WORK REQUEST: In the following material, identify every line holding the string "crates" and return it.

GIVEN RECORDS:
· · ·
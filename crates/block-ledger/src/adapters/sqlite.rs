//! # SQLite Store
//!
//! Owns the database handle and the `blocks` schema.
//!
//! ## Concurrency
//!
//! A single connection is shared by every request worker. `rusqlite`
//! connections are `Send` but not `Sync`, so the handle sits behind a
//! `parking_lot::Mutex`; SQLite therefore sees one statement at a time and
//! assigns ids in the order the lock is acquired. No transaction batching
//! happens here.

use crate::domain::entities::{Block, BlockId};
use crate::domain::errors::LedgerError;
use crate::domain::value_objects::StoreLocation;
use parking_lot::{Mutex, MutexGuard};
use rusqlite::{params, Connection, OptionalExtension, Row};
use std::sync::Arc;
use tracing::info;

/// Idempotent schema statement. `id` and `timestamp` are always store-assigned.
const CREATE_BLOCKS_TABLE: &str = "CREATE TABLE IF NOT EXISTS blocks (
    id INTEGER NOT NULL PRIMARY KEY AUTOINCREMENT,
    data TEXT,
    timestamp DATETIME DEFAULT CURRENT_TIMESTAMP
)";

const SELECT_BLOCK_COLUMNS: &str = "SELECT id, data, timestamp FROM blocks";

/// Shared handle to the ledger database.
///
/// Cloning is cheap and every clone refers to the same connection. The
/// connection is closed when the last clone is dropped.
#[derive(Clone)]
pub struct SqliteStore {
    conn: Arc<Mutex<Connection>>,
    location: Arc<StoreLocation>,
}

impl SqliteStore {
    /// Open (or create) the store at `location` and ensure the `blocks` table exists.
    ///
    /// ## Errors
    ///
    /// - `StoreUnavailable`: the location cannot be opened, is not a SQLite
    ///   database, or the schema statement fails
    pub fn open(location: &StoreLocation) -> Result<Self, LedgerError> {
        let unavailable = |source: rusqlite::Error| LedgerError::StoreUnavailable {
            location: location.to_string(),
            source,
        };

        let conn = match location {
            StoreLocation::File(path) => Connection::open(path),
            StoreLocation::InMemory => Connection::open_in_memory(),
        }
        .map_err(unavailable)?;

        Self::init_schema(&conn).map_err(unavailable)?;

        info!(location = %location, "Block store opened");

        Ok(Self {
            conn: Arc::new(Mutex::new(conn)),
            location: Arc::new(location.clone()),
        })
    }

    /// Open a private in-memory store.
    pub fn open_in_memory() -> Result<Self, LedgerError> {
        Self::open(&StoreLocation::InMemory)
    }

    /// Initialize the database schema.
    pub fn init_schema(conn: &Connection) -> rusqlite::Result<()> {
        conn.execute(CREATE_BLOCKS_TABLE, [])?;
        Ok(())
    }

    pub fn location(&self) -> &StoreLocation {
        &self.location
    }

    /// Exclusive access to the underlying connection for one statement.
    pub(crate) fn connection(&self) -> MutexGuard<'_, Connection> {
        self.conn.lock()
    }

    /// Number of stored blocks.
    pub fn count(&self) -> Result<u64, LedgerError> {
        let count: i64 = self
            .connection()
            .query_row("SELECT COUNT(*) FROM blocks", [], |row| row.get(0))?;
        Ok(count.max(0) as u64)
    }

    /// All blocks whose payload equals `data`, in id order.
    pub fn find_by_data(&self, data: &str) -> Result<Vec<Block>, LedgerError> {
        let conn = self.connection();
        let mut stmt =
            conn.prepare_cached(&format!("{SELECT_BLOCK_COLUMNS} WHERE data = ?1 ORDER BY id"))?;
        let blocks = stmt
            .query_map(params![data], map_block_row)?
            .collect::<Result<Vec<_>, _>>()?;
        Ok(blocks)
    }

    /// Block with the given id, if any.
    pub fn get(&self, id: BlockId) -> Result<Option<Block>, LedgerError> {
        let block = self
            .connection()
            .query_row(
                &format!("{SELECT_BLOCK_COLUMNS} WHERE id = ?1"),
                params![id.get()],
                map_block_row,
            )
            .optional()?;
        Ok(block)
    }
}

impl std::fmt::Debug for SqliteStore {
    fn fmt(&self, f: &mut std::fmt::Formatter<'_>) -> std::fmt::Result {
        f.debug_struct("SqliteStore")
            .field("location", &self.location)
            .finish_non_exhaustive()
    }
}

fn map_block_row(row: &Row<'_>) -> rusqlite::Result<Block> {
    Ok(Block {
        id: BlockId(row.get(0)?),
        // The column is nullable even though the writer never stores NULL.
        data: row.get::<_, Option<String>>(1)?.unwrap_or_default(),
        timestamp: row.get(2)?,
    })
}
· · ·
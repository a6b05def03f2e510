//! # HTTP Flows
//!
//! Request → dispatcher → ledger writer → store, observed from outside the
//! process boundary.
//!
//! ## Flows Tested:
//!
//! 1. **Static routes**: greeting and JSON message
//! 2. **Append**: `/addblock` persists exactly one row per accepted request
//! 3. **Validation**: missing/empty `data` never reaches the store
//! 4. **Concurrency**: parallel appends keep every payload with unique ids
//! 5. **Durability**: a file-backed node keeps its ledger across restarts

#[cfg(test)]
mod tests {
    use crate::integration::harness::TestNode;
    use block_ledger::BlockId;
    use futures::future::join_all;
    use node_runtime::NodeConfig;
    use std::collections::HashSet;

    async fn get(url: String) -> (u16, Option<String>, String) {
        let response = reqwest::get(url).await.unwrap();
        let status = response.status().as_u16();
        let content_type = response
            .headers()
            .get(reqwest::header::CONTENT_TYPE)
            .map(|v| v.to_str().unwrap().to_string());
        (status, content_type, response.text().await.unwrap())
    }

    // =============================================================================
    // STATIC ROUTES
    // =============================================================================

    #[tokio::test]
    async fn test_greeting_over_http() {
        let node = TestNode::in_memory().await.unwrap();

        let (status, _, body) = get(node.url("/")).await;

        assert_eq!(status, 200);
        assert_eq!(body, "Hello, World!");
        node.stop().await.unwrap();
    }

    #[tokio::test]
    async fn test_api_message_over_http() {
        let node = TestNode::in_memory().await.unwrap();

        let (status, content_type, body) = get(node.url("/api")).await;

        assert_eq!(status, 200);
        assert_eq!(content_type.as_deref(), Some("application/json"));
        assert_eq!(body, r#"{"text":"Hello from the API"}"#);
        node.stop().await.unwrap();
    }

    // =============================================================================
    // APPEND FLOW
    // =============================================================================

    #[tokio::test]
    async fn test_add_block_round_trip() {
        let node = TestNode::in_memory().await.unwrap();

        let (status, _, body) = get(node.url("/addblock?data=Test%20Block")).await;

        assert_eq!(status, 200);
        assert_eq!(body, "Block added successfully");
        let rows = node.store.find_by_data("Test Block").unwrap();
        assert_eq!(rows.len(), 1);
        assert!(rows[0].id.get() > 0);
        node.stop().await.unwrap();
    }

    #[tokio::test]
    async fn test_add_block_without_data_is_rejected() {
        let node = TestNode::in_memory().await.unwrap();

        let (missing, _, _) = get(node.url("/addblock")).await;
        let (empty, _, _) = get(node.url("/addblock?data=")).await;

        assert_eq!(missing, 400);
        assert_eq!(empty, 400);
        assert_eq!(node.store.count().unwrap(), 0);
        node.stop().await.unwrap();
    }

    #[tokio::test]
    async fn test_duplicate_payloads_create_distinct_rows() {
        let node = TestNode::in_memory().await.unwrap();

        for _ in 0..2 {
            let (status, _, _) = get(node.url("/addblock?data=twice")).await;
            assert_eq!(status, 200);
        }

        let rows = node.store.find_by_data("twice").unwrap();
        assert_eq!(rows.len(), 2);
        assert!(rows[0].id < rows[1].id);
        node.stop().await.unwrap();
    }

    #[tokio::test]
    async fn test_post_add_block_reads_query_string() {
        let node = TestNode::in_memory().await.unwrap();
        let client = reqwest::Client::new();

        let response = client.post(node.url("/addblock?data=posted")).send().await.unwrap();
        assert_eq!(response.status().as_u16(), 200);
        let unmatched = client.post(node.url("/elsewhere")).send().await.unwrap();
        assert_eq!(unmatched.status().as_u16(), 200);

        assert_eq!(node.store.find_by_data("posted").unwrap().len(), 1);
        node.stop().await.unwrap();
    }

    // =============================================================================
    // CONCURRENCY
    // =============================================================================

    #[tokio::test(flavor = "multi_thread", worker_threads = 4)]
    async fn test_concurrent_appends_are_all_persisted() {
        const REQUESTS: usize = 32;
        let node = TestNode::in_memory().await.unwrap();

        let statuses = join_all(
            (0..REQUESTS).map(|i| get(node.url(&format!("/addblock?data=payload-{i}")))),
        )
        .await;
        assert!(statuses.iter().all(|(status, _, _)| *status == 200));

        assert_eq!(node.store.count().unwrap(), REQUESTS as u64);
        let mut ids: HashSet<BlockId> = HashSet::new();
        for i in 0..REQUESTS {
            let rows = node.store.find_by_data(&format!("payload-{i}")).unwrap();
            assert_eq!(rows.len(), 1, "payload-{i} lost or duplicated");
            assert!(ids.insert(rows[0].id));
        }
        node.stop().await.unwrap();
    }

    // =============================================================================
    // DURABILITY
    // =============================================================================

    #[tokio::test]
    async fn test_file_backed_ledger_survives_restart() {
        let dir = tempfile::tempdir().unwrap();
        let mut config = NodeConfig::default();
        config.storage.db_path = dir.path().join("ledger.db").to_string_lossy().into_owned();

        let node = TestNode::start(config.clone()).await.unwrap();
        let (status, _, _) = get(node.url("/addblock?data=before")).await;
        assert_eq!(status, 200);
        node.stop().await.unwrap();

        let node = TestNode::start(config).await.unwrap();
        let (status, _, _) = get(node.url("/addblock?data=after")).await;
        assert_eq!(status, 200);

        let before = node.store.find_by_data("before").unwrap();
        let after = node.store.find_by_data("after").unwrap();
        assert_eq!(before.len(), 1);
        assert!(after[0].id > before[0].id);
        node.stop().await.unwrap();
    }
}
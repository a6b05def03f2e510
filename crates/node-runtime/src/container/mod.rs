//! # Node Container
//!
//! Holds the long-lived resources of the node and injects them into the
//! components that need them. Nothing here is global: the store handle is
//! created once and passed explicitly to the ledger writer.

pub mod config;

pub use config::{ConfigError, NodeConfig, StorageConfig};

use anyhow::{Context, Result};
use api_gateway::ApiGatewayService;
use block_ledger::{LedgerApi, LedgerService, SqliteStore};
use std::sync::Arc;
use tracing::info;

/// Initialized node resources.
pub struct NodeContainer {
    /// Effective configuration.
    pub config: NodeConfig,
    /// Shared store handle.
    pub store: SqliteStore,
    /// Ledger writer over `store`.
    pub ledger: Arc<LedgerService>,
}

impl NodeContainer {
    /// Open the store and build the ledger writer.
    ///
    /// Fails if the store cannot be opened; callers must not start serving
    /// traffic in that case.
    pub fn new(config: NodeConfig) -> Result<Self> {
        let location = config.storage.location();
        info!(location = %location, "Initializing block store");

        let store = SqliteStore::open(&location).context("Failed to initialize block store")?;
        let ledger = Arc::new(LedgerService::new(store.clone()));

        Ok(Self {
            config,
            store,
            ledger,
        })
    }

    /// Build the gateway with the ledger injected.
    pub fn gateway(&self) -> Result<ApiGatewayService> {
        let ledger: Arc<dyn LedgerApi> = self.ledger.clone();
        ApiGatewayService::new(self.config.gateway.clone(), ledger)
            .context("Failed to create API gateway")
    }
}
· · ·
EXERCISE RESULT:
filename crates/block-ledger/src/adapters/sqlite.rs
filename crates/node-runtime/src/container/mod.rs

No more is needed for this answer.